* [EXERCISE PROMPT] Find and return every line of the data that contains the word "payload".
** EXTRACTED INFORMATION follows **
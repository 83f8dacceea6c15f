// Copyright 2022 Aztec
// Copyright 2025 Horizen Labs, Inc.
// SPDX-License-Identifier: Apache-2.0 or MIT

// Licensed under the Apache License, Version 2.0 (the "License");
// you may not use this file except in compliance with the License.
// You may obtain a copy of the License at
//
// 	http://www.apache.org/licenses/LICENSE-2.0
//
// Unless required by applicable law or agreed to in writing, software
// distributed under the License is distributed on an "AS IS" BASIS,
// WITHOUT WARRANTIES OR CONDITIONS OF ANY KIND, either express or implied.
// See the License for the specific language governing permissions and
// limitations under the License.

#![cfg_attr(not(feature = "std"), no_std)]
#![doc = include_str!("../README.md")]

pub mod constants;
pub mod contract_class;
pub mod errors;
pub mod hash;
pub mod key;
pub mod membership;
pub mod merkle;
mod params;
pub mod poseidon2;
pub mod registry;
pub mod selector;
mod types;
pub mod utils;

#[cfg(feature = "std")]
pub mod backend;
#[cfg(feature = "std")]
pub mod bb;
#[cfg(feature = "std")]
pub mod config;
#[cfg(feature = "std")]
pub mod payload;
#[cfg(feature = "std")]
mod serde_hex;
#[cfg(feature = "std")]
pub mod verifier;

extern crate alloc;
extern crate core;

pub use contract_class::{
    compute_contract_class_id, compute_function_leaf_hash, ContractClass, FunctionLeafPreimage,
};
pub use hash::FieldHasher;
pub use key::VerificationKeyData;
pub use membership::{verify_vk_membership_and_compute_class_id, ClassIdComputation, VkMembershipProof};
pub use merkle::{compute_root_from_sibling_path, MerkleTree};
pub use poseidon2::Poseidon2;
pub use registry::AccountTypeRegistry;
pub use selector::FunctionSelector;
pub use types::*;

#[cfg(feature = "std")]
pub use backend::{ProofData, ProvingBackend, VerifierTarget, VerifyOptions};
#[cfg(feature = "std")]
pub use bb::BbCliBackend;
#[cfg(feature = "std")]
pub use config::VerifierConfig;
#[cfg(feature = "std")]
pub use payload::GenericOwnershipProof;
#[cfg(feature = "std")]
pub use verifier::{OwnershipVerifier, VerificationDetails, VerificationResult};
** End of EXTRACTED INFORMATION **
** EXTRACTED INFORMATION follows **
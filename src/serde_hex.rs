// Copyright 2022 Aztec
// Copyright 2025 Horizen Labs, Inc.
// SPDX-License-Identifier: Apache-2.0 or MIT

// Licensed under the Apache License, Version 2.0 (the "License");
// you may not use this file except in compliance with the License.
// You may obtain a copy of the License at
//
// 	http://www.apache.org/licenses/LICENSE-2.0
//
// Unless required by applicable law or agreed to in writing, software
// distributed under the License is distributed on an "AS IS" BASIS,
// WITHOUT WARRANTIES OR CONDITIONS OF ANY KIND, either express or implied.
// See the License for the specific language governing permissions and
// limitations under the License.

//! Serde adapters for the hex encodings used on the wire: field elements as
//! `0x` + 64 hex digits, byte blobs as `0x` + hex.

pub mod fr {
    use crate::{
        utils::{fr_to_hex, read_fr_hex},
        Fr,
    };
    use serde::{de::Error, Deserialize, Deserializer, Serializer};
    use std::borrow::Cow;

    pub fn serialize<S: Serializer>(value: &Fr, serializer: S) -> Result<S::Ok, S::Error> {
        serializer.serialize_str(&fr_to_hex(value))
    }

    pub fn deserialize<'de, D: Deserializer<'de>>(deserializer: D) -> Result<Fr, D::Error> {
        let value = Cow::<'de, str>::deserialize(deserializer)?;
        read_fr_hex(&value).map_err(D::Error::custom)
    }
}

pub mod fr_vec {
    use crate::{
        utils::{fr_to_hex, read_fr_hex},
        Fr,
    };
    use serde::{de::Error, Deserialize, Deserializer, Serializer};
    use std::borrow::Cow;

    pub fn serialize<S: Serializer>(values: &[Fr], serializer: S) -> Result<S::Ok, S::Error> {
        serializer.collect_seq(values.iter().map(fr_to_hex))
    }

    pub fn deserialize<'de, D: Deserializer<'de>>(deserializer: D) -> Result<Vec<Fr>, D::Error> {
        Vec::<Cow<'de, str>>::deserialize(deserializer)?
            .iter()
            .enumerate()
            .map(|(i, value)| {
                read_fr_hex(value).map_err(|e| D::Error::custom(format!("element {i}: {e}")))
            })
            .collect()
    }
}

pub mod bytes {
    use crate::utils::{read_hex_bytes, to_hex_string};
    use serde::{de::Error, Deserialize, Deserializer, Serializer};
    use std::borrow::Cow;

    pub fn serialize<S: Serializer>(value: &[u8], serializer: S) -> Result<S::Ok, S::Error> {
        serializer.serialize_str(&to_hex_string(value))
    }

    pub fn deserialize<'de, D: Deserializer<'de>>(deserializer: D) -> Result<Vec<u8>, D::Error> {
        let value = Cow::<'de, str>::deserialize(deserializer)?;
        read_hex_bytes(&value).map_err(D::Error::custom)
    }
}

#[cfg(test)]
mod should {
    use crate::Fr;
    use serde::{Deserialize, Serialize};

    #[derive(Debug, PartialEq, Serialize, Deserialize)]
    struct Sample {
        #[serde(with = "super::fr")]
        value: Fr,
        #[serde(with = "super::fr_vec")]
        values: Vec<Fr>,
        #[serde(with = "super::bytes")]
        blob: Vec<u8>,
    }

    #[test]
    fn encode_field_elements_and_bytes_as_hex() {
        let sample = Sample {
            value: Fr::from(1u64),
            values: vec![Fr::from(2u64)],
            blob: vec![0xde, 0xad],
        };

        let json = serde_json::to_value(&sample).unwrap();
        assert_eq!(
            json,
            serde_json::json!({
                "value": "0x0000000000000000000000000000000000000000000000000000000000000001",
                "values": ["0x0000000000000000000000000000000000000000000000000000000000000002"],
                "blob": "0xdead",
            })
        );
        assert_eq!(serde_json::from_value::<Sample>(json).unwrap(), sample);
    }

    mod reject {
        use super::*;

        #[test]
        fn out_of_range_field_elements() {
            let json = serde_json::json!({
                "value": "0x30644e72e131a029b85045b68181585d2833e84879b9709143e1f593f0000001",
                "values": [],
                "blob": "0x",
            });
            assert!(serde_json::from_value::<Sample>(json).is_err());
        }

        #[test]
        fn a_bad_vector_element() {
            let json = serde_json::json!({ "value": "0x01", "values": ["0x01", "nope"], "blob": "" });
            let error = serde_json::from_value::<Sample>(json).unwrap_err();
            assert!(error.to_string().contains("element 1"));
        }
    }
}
** End of EXTRACTED INFORMATION **
* [ANSWER SECTION]
pub mod payload;
pub use payload::GenericOwnershipProof;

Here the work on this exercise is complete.